While clearly advantageous to U.S. corporate interests, this arrangement would not provide the market access Canadian suppliers have been seeking. It would leave the Buy American preferences that triggered this dispute almost fully intact, since the U.S. has vigilantly excluded these programs from its commitments under the WTO-AGP.

While giving Canadians the same rights as other WTO-AGP signatories could improve access to a small portion of routine state purchasing (for example, administrative purchasing of office equipment and other supplies by state departments), most big-ticket items, and particularly the types of projects funded through the Recovery Act, would remain off- limits to Canadian suppliers.

Even in the 37 states bound by the WTO-AGP, there are numerous state-level exemptions, such as purchases of motor vehicles, coal, printing and construction-grade steel. Moreover, procurements that benefit from specific types of federal funding, such as mass transit and highway construction, are fully excluded, as are public utilities, including telecommunications. In addition, federal and state government laws commit upwards of 20% of total procurement to small and minority-owned businesses, without foreign suppliers having any recourse under WTO rules.

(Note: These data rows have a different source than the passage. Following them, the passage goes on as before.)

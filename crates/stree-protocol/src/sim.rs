//! In-memory network simulator.
//!
//! Runs a whole cluster of [`NodeState`]s without sockets. Each step the
//! scheduler picks, uniformly at random from a seeded RNG, either a node
//! whose startup action has not fired yet or one in-flight message. Since
//! every message travels over its own connection, any delivery order is
//! possible on a real network, and the scheduler explores exactly that.

use std::collections::{BTreeMap, BTreeSet};

use rand::rngs::StdRng;
use rand::{Rng, SeedableRng};
use serde::Serialize;

use crate::error::ProtocolError;
use crate::eventlog::NodeEvent;
use crate::message::Message;
use crate::runtime::{NodeSnapshot, NodeState, RuntimeEffect};
use crate::selection::SeededRandom;
use crate::topology::{Neighbor, Topology};
use crate::types::{MessageType, NodeId};

#[derive(Debug, Clone, Copy)]
struct InFlight {
    to: NodeId,
    message: Message,
}

/// A simulated cluster.
pub struct Network {
    nodes: BTreeMap<NodeId, NodeState>,
    unstarted: Vec<NodeId>,
    in_flight: Vec<InFlight>,
    rng: StdRng,
    report: Counters,
}

#[derive(Default)]
struct Counters {
    messages_by_type: BTreeMap<MessageType, usize>,
    terminate_initiators: Vec<NodeId>,
    sends_after_terminated: usize,
    lost: usize,
    deliveries: usize,
}

/// Outcome of [`Network::run`].
#[derive(Debug, Clone, Serialize)]
pub struct SimReport {
    pub nodes: BTreeMap<NodeId, NodeSnapshot>,
    /// Every message put on the wire, by type.
    pub messages_by_type: BTreeMap<MessageType, usize>,
    /// Nodes that started a TERMINATE wave on their own.
    pub terminate_initiators: Vec<NodeId>,
    /// Sends emitted by nodes that were already Terminated.
    pub sends_after_terminated: usize,
    /// Messages addressed to ids outside the network.
    pub lost: usize,
    pub deliveries: usize,
    /// True if `max_steps` ran out with work still queued.
    pub exhausted: bool,
}

impl SimReport {
    pub fn all_terminated(&self) -> bool {
        self.nodes.values().all(|n| n.phase == crate::types::Phase::Terminated)
    }

    /// The leader every node agrees on, if they all agree.
    pub fn agreed_leader(&self) -> Option<NodeId> {
        let mut leaders = self.nodes.values().map(|n| n.leader);
        let first = leaders.next()?;
        leaders.all(|l| l == first).then_some(first)
    }

    pub fn root(&self) -> Option<NodeId> {
        let mut roots = self.nodes.values().filter(|n| n.is_root).map(|n| n.id);
        let root = roots.next()?;
        roots.next().is_none().then_some(root)
    }

    pub fn sent(&self, kind: MessageType) -> usize {
        self.messages_by_type.get(&kind).copied().unwrap_or(0)
    }

    /// True if the parent pointers form one tree spanning every node.
    ///
    /// The root is its own parent; every other node must reach the root
    /// by following parents without revisiting a node.
    pub fn is_spanning_tree(&self) -> bool {
        let Some(root) = self.root() else {
            return false;
        };
        self.nodes.keys().all(|&start| {
            let mut seen = BTreeSet::new();
            let mut current = start;
            while current != root {
                if !seen.insert(current) {
                    return false;
                }
                match self.nodes.get(&current).and_then(|n| n.parent) {
                    Some(parent) if parent != current => current = parent,
                    _ => return false,
                }
            }
            true
        })
    }
}

impl Network {
    /// Build a network from one topology record per node.
    pub fn from_topologies(topologies: &[Topology], seed: u64) -> Result<Self, ProtocolError> {
        let mut nodes = BTreeMap::new();
        for topology in topologies {
            topology.validate()?;
            let state = NodeState::from_topology(topology);
            if nodes.insert(topology.id, state).is_some() {
                return Err(ProtocolError::Config(format!(
                    "node {} appears twice",
                    topology.id
                )));
            }
        }
        Ok(Self {
            unstarted: nodes.keys().copied().collect(),
            nodes,
            in_flight: Vec::new(),
            rng: StdRng::seed_from_u64(seed),
            report: Counters::default(),
        })
    }

    /// Build a network from an undirected edge list. `ids` may name
    /// nodes with no edges.
    pub fn from_edges(ids: &[u64], edges: &[(u64, u64)], seed: u64) -> Result<Self, ProtocolError> {
        let mut adjacency: BTreeMap<u64, Vec<u64>> =
            ids.iter().map(|&id| (id, Vec::new())).collect();
        for &(a, b) in edges {
            for (from, to) in [(a, b), (b, a)] {
                let list = adjacency.entry(from).or_default();
                if !list.contains(&to) {
                    list.push(to);
                }
            }
        }

        let topologies: Vec<Topology> = adjacency
            .into_iter()
            .map(|(id, neighbors)| Topology {
                id: NodeId::new(id),
                address: format!("node-{id}"),
                neighbors: neighbors
                    .into_iter()
                    .map(|n| Neighbor {
                        id: NodeId::new(n),
                        address: format!("node-{n}"),
                        edge_weight: 0,
                    })
                    .collect(),
            })
            .collect();
        Self::from_topologies(&topologies, seed)
    }

    /// Run until no work is left or `max_steps` steps have been taken.
    pub fn run(mut self, max_steps: usize) -> SimReport {
        let mut steps = 0;
        while steps < max_steps && self.step() {
            steps += 1;
        }
        let exhausted = !self.unstarted.is_empty() || !self.in_flight.is_empty();
        if exhausted {
            tracing::warn!(steps, in_flight = self.in_flight.len(), "simulation stopped early");
        }

        let Counters {
            messages_by_type,
            terminate_initiators,
            sends_after_terminated,
            lost,
            deliveries,
        } = self.report;
        SimReport {
            nodes: self
                .nodes
                .iter()
                .map(|(&id, state)| (id, state.snapshot()))
                .collect(),
            messages_by_type,
            terminate_initiators,
            sends_after_terminated,
            lost,
            deliveries,
            exhausted,
        }
    }

    /// Take one scheduling decision. Returns false when nothing is left.
    pub fn step(&mut self) -> bool {
        let choices = self.unstarted.len() + self.in_flight.len();
        if choices == 0 {
            return false;
        }

        let pick = self.rng.random_range(0..choices);
        if pick < self.unstarted.len() {
            let id = self.unstarted.swap_remove(pick);
            let mut selector = SeededRandom::new(self.rng.random());
            if let Some(state) = self.nodes.get_mut(&id) {
                let was_terminated = state.is_terminated();
                let effects = state.handle_startup(&mut selector);
                self.apply(id, was_terminated, effects);
            }
        } else {
            let InFlight { to, message } = self.in_flight.swap_remove(pick - self.unstarted.len());
            self.report.deliveries += 1;
            if let Some(state) = self.nodes.get_mut(&to) {
                let was_terminated = state.is_terminated();
                // Through the codec, as on the wire.
                let effects = state.handle_incoming(&message.encode());
                self.apply(to, was_terminated, effects);
            }
        }
        true
    }

    fn apply(&mut self, id: NodeId, was_terminated: bool, effects: Vec<RuntimeEffect>) {
        for effect in effects {
            match effect {
                RuntimeEffect::Send { to, message } => {
                    *self
                        .report
                        .messages_by_type
                        .entry(message.msg_type)
                        .or_default() += 1;
                    if was_terminated {
                        self.report.sends_after_terminated += 1;
                    }
                    if self.nodes.contains_key(&to) {
                        self.in_flight.push(InFlight { to, message });
                    } else {
                        self.report.lost += 1;
                    }
                }
                RuntimeEffect::Record(NodeEvent::BecameRoot { .. }) => {
                    self.report.terminate_initiators.push(id);
                }
                RuntimeEffect::Record(event) => {
                    tracing::trace!(node = %id, ?event, "sim");
                }
            }
        }
    }
}

#[cfg(test)]
mod tests {
    use super::*;
    use crate::types::Phase;

    fn id(n: u64) -> NodeId {
        NodeId::new(n)
    }

    #[test]
    fn line_of_two() {
        let report = Network::from_edges(&[1, 2], &[(1, 2)], 7).unwrap().run(1_000);

        assert!(!report.exhausted);
        assert!(report.all_terminated());
        assert_eq!(report.agreed_leader(), Some(id(2)));
        assert_eq!(report.root(), Some(id(2)));
        assert_eq!(report.nodes[&id(1)].parent, Some(id(2)));
        assert_eq!(report.sent(MessageType::Terminate), 1);
        assert_eq!(report.terminate_initiators, vec![id(2)]);
    }

    #[test]
    fn isolated_node_never_terminates() {
        let report = Network::from_edges(&[5], &[], 1).unwrap().run(100);
        assert!(!report.exhausted);
        assert_eq!(report.nodes[&id(5)].phase, Phase::Idle);
        assert!(report.messages_by_type.is_empty());
    }

    #[test]
    fn same_seed_same_run() {
        let edges = [(1, 2), (2, 3), (3, 4), (4, 1), (1, 3)];
        let a = Network::from_edges(&[], &edges, 42).unwrap().run(10_000);
        let b = Network::from_edges(&[], &edges, 42).unwrap().run(10_000);
        assert_eq!(a.messages_by_type, b.messages_by_type);
        assert_eq!(a.nodes, b.nodes);
    }

    #[test]
    fn neighbor_outside_network_counts_as_lost() {
        let topology = Topology::from_yaml_str(
            "id: 1\naddress: a\nneighbours:\n  - id: 9\n    address: z\n",
        )
        .unwrap();
        let report = Network::from_topologies(&[topology], 3).unwrap().run(100);
        assert_eq!(report.lost, 1);
        assert_eq!(report.nodes[&id(1)].phase, Phase::AwaitingReports);
    }

    #[test]
    fn duplicate_node_is_a_config_error() {
        let topology = Topology::from_yaml_str("id: 1\naddress: a\n").unwrap();
        let err = Network::from_topologies(&[topology.clone(), topology], 0)
            .err()
            .unwrap();
        assert!(err.is_fatal());
    }

    #[test]
    fn step_budget_reports_exhaustion() {
        let report = Network::from_edges(&[], &[(1, 2), (2, 3)], 0).unwrap().run(2);
        assert!(report.exhausted);
    }
}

Significantly, U.S. local governments - including all the major cities, where much of the stimulus infrastructure spending will be disbursed—are not bound by U.S. commitments under the WTO. Despite this, Ottawa has offered to cover purchasing in all Canadian municipalities with populations over 50,000.

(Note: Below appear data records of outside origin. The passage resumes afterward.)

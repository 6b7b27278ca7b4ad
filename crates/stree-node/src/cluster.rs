use std::time::{Duration, Instant};

use anyhow::Context;
use stree_protocol::{NodeSnapshot, Phase, ProtocolRuntime, Topology};
use stree_transport::TcpNode;

use crate::events::{emit, now_iso, EventNodeDone, EventNodeTimeout, EventSummary};
use crate::NodeOpts;

pub struct ClusterConfig {
    /// Deadline for the whole cluster to terminate.
    pub timeout: Duration,
    /// Pause after the last node finished.
    pub grace: Duration,
}

/// Run every topology as a node of one in-process cluster.
///
/// All listeners are bound before any runtime starts, so no startup
/// EXPLORE can hit a port that is not open yet.
pub async fn run(topologies: Vec<Topology>, opts: &NodeOpts, config: ClusterConfig) -> anyhow::Result<()> {
    let start = Instant::now();

    let mut bound = Vec::with_capacity(topologies.len());
    for topology in topologies {
        let listen = topology.listen_addr(opts.port);
        let node = TcpNode::bind(&listen, opts.transport_config())
            .await
            .with_context(|| format!("node {} cannot listen on {listen}", topology.id))?;
        bound.push((node, topology));
    }
    tracing::info!(nodes = bound.len(), "cluster bound");

    let mut running = Vec::with_capacity(bound.len());
    for (node, topology) in bound {
        let channels = ProtocolRuntime::spawn(node, &topology, opts.runtime_config())?;
        running.push((topology.id, channels));
    }

    let deadline = tokio::time::Instant::now() + config.timeout;
    let mut finals: Vec<NodeSnapshot> = Vec::with_capacity(running.len());
    for (id, mut channels) in running {
        let snapshot = match tokio::time::timeout_at(deadline, &mut channels.done).await {
            Ok(result) => result?,
            Err(_) => {
                emit(&EventNodeTimeout {
                    event: "node_timeout",
                    id,
                    timestamp: now_iso(),
                });
                channels.handle.shutdown().await;
                channels.done.await?
            }
        };
        emit(&EventNodeDone::new(&snapshot, start.elapsed().as_secs_f64()));
        finals.push(snapshot);
    }

    tokio::time::sleep(config.grace).await;

    let summary = summarize(&finals, start.elapsed().as_secs_f64());
    emit(&summary);

    if summary.terminated != summary.nodes {
        anyhow::bail!(
            "{} of {} nodes did not terminate",
            summary.nodes - summary.terminated,
            summary.nodes
        );
    }
    Ok(())
}

fn summarize(finals: &[NodeSnapshot], elapsed_s: f64) -> EventSummary {
    let leader = finals
        .first()
        .map(|s| s.leader)
        .filter(|&l| finals.iter().all(|s| s.leader == l));
    let mut roots = finals.iter().filter(|s| s.is_root).map(|s| s.id);
    let root = match (roots.next(), roots.next()) {
        (Some(root), None) => Some(root),
        _ => None,
    };

    EventSummary {
        event: "summary",
        mode: "cluster",
        nodes: finals.len(),
        terminated: finals.iter().filter(|s| s.phase == Phase::Terminated).count(),
        leader,
        root,
        elapsed_s,
    }
}
mod cluster;
mod common;
mod events;
mod run;
mod simulate;

use std::path::PathBuf;
use std::time::Duration;

use clap::{Args, Parser, Subcommand};
use stree_protocol::RuntimeConfig;
use stree_transport::{TransportConfig, DEFAULT_PORT};

#[derive(Parser)]
#[command(name = "stree-node", about = "Spanning-tree leader election node")]
struct Cli {
    #[command(subcommand)]
    command: Command,
}

#[derive(Subcommand)]
enum Command {
    /// Run one node from its topology file until it terminates.
    Run {
        /// Topology file (YAML) for this node.
        #[arg(long)]
        topology: PathBuf,
        /// Listen address (default: the topology address on --port).
        #[arg(long)]
        listen: Option<String>,
        #[command(flatten)]
        node: NodeOpts,
    },

    /// Run a whole cluster in this process, one task per node.
    Cluster {
        /// One topology file per node.
        #[arg(required = true)]
        topologies: Vec<PathBuf>,
        /// Give up on nodes still running after this long, in ms.
        #[arg(long, default_value = "30000")]
        timeout_ms: u64,
        /// Wait after the last node terminated, in ms.
        #[arg(long, default_value = "500")]
        grace_ms: u64,
        #[command(flatten)]
        node: NodeOpts,
    },

    /// Simulate a cluster in memory with a seeded delivery order.
    Simulate {
        /// One topology file per node.
        #[arg(required = true)]
        topologies: Vec<PathBuf>,
        /// Scheduler seed of the first run.
        #[arg(long, default_value = "0")]
        seed: u64,
        /// Number of runs, with seeds seed, seed+1, ...
        #[arg(long, default_value = "1")]
        runs: u64,
        /// Scheduling steps before a run is abandoned.
        #[arg(long, default_value = "1000000")]
        max_steps: usize,
    },
}

/// Options shared by every command that opens sockets.
#[derive(Args, Clone)]
pub struct NodeOpts {
    /// Port for topology addresses that carry none.
    #[arg(long, default_value_t = DEFAULT_PORT)]
    port: u16,
    /// Delay before a node sends its first EXPLORE, in ms.
    #[arg(long, default_value = "2000")]
    settle_ms: u64,
    /// Dial timeout per message, in ms.
    #[arg(long, default_value = "2000")]
    connect_timeout_ms: u64,
    /// Directory for the per-node `Log-<address>` files.
    #[arg(long)]
    log_dir: Option<PathBuf>,
    /// Seed for the initial neighbor choice (default: random).
    #[arg(long)]
    seed: Option<u64>,
}

impl NodeOpts {
    pub fn transport_config(&self) -> TransportConfig {
        TransportConfig::new().connect_timeout(Duration::from_millis(self.connect_timeout_ms))
    }

    pub fn runtime_config(&self) -> RuntimeConfig {
        RuntimeConfig {
            settle_delay: Duration::from_millis(self.settle_ms),
            port: self.port,
            log_dir: self.log_dir.clone(),
            seed: self.seed,
            ..RuntimeConfig::default()
        }
    }
}

#[tokio::main]
async fn main() -> anyhow::Result<()> {
    tracing_subscriber::fmt()
        .with_env_filter(
            tracing_subscriber::EnvFilter::try_from_default_env()
                .unwrap_or_else(|_| "info".into()),
        )
        .with_writer(std::io::stderr)
        .init();

    let cli = Cli::parse();
    eprintln!("stree-node v{}", env!("CARGO_PKG_VERSION"));

    match cli.command {
        Command::Run {
            topology,
            listen,
            node,
        } => {
            let topology = stree_protocol::Topology::load(&topology)?;
            run::run(topology, listen, &node).await?;
        }

        Command::Cluster {
            topologies,
            timeout_ms,
            grace_ms,
            node,
        } => {
            let topologies = common::load_topologies(&topologies)?;
            cluster::run(
                topologies,
                &node,
                cluster::ClusterConfig {
                    timeout: Duration::from_millis(timeout_ms),
                    grace: Duration::from_millis(grace_ms),
                },
            )
            .await?;
        }

        Command::Simulate {
            topologies,
            seed,
            runs,
            max_steps,
        } => {
            let topologies = common::load_topologies(&topologies)?;
            simulate::run(&topologies, seed, runs, max_steps)?;
        }
    }

    Ok(())
}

Remove highway, mass transit, municipal infrastructure, utility spending - and in many states steel, motor vehicles, coal and printing—from the procurement pie, then cut out set-asides, the 13 states that have no commitments, and all municipal procurement, and it is easy to see that the U.S. offer is largely empty.

Plainly, even if Canada fully signed on to the WTO-AGP, Canadian suppliers would remain excluded from the bulk of U.S. sub-federal, stimulus funded projects. Such a deal would, however, permanently bind Canadian provincial and local governments under WTO rules, severely curtailing their use of government procurement as a policy tool. The real question is why would Canada agree to such an unbalanced deal?

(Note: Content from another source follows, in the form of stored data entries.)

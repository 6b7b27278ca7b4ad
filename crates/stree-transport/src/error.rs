use std::time::Duration;

/// Errors returned by the transport layer.
#[derive(Debug, thiserror::Error)]
pub enum TransportError {
    #[error("failed to bind {addr}: {source}")]
    Bind {
        addr: String,
        #[source]
        source: std::io::Error,
    },

    #[error("connection to {addr} failed: {source}")]
    Connect {
        addr: String,
        #[source]
        source: std::io::Error,
    },

    #[error("connection to {addr} timed out after {timeout:?}")]
    ConnectTimeout { addr: String, timeout: Duration },

    #[error("send to {addr} failed: {source}")]
    Send {
        addr: String,
        #[source]
        source: std::io::Error,
    },

    #[error("receive failed: {0}")]
    Receive(#[source] std::io::Error),

    #[error("read timed out after {0:?}")]
    ReadTimeout(Duration),

    #[error("message too large: {size} bytes (max {max})")]
    MessageTooLarge { size: usize, max: usize },

    #[error("connection closed before end of line ({0} bytes buffered)")]
    UnexpectedEof(usize),

    #[error("node is shut down")]
    Shutdown,

    #[error("invalid node id: {0}")]
    InvalidNodeId(String),
}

Despite strenuous diplomatic efforts, there is virtually no chance that Washington will agree either to scrap the Buy American rules or to exempt Canadian suppliers from them. Instead of tilting at the windmill of an unattainable exemption, our governments should emulate what is best in the U.S. buy-local procurement policies and employ them to benefit Canadians. While this stance would undoubtedly irk certain American interests, they could hardly cry foul. Canadian governments would simply be creating a more level playing field which would both benefit and protect their citizens.

Scott Sinclair is the director of the Trade and Investment Research Project at the Canadian Centre for Policy Alternatives. His full report Buy-American Sell-out : Giving Away Canadian Procurement Sovereignty is available at www.policyalternatives.ca.